#ThisIsWrestling

United World Wrestling lance #ThisIsWrestling pour célébrer la Journée mondiale de la lutte

By United World Wrestling Press

CORSIER-SUR-VEVEY, Suisse (le 21 mai) -- United World Wrestling lance #ThisIsWrestling, une campagne multiplateforme de réseaux sociaux demandant aux athlètes, fans, coaches et membres de la communauté de la lutte de partager des photos et des vidéos d’eux-mêmes en rapport avec la lutte.

Cette célébration sur médias sociaux est organisée en soutien à la Journée mondiale de la lutte de ce samedi 23 mai, et continuera tout au long de ce mois, le Mois Mondial de la lutte.

Les images partagées pour #ThisIsWrestling sont supposées être particulières au cheminement de chacun dans la lutte.
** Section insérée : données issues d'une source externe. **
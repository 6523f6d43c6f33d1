/*
 * response.rs
 * Copyright (C) 2026 The Oxio Authors
 *
 * This file is part of Oxio, an Open-Xchange backend for mapistore.
 *
 * Oxio is free software: you can redistribute it and/or modify
 * it under the terms of the GNU General Public License as published by
 * the Free Software Foundation, either version 3 of the License, or
 * (at your option) any later version.
 *
 * Oxio is distributed in the hope that it will be useful,
 * but WITHOUT ANY WARRANTY; without even the implied warranty of
 * MERCHANTABILITY or FITNESS FOR A PARTICULAR PURPOSE.  See the
 * GNU General Public License for more details.
 *
 * You should have received a copy of the GNU General Public License
 * along with Oxio.  If not, see <http://www.gnu.org/licenses/>.
 */

//! Collected HTTP response and the parser handler that builds it.

use bytes::{Bytes, BytesMut};

use crate::protocol::http::parser::{BodyMode, H1ResponseHandler};
use crate::protocol::http::request::Method;

/// A complete HTTP response.
#[derive(Debug, Clone)]
pub struct Response {
    pub code: u16,
    pub reason: Option<String>,
    pub headers: Vec<(String, String)>,
    pub body: Bytes,
}

impl Response {
    pub fn is_success(&self) -> bool {
        (200..300).contains(&self.code)
    }

    /// First header value named `name` (case-insensitive).
    pub fn header<'a>(&'a self, name: &'a str) -> Option<&'a str> {
        self.headers_named(name).next()
    }

    /// All header values named `name`, in arrival order.
    pub fn headers_named<'a>(&'a self, name: &'a str) -> impl Iterator<Item = &'a str> + 'a {
        self.headers
            .iter()
            .filter(move |(k, _)| k.eq_ignore_ascii_case(name))
            .map(|(_, v)| v.as_str())
    }

    /// True when the server will close the connection after this response.
    pub fn closes_connection(&self) -> bool {
        self.header("connection")
            .map(|v| v.eq_ignore_ascii_case("close"))
            .unwrap_or(false)
    }
}

/// Accumulates parser events into a `Response`.
#[derive(Default)]
pub(crate) struct ResponseCollector {
    code: u16,
    reason: Option<String>,
    headers: Vec<(String, String)>,
    body: BytesMut,
    complete: bool,
}

impl ResponseCollector {
    fn header_value(&self, name: &str) -> Option<&str> {
        self.headers
            .iter()
            .find(|(k, _)| k.eq_ignore_ascii_case(name))
            .map(|(_, v)| v.as_str())
    }

    /// Body framing for the response whose headers were just parsed.
    pub(crate) fn body_mode(&self, method: Method) -> BodyMode {
        if method == Method::Head || (100..200).contains(&self.code) || self.code == 204 || self.code == 304 {
            return BodyMode::None;
        }
        let chunked = self
            .header_value("transfer-encoding")
            .map(|v| v.to_ascii_lowercase().contains("chunked"))
            .unwrap_or(false);
        if chunked {
            return BodyMode::Chunked;
        }
        match self
            .header_value("content-length")
            .and_then(|v| v.trim().parse::<u64>().ok())
        {
            Some(n) => BodyMode::Length(n),
            None => BodyMode::UntilClose,
        }
    }

    pub(crate) fn is_complete(&self) -> bool {
        self.complete
    }

    pub(crate) fn into_response(self) -> Response {
        Response {
            code: self.code,
            reason: self.reason,
            headers: self.headers,
            body: self.body.freeze(),
        }
    }
}

impl H1ResponseHandler for ResponseCollector {
    fn status(&mut self, code: u16, reason: Option<&str>) {
        self.code = code;
        self.reason = reason.map(|s| s.to_string());
    }

    fn header(&mut self, name: &str, value: &str) {
        self.headers.push((name.to_string(), value.to_string()));
    }

    fn body_chunk(&mut self, data: &[u8]) {
        self.body.extend_from_slice(data);
    }

    fn complete(&mut self) {
        self.complete = true;
    }
}

#[cfg(test)]
mod tests {
    use super::*;

    fn collector(code: u16, headers: &[(&str, &str)]) -> ResponseCollector {
        let mut c = ResponseCollector::default();
        c.status(code, None);
        for (k, v) in headers {
            c.header(k, v);
        }
        c
    }

    #[test]
    fn body_mode_selection() {
        assert_eq!(collector(204, &[]).body_mode(Method::Get), BodyMode::None);
        assert_eq!(
            collector(200, &[("Content-Length", "5")]).body_mode(Method::Head),
            BodyMode::None
        );
        assert_eq!(
            collector(200, &[("Transfer-Encoding", "Chunked"), ("Content-Length", "5")])
                .body_mode(Method::Get),
            BodyMode::Chunked
        );
        assert_eq!(
            collector(200, &[("content-length", " 42 ")]).body_mode(Method::Get),
            BodyMode::Length(42)
        );
        assert_eq!(collector(200, &[]).body_mode(Method::Get), BodyMode::UntilClose);
    }

    #[test]
    fn response_header_helpers() {
        let mut c = collector(200, &[("Set-Cookie", "a=1"), ("set-cookie", "b=2"), ("Connection", "close")]);
        c.body_chunk(b"{}");
        c.complete();
        assert!(c.is_complete());
        let r = c.into_response();
        assert!(r.is_success());
        assert_eq!(r.headers_named("Set-Cookie").collect::<Vec<_>>(), vec!["a=1", "b=2"]);
        assert!(r.closes_connection());
        assert_eq!(&r.body[..], b"{}");
    }

    #[test]
    fn header_lookup_with_owned_name() {
        let r = Response {
            code: 200,
            reason: None,
            headers: vec![("Content-Type".into(), "application/json".into())],
            body: Bytes::new(),
        };
        let name = String::from("content-type");
        assert_eq!(r.header(&name), Some("application/json"));
        assert_eq!(r.header("x-missing"), None);
    }
}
Peut-être un athlète songeant au travail d’équipe, des médecins s’occupant de leurs athlètes, ou des mères regardant nerveusement ce qui se passe à la maison – la lutte nous concerne tous et toutes d’une façon unique. United World Wrestling souhaite que ses fans partagent ces moments particuliers avec le reste du monde et vivent à nouveau ces instants sur ou loin des tapis qui rendent ce sport spécial.

"Cette Journée mondiale de la lutte vous concerne vous-mêmes, fans, athlètes, Médecins, mères et pères," a déclaré le Président d’United World Wrestling M. Nenad Lalovic. "Avec #ThisIsWrestling, vous montrez ce sport comme vous le pratiquez et le partagez avec nous, votre famille de la lutte."

Si la pandémie de COVID-19 entrave la possibilité de la communauté de la lutte à combattre sur les tapis, l’enthousiasme pour les tournois de qualification olympique, les championnats du monde et continentaux n’a lui pas faibli.

Erica WIEBE (CAN) et Danielle LAPPAGE (CAN) soulèvent le coach Paul REGUSA lors du qualificatif olympique panaméricain en mars dernier (Photo : Tony Rotundo)

"Je suis si heureuse de remonter sur les tapis," a commenté la championne olympique de Rio Erica WIEBE (CAN). "Nous faisons ceci pour les grands moments lorsque le monde observe et pour les petits instants où personne ne regarde. C’est un vrai bonheur pour moi de m’entraîner et de concourir et je ne peux plus attendre de retourner vers ce que j’aime."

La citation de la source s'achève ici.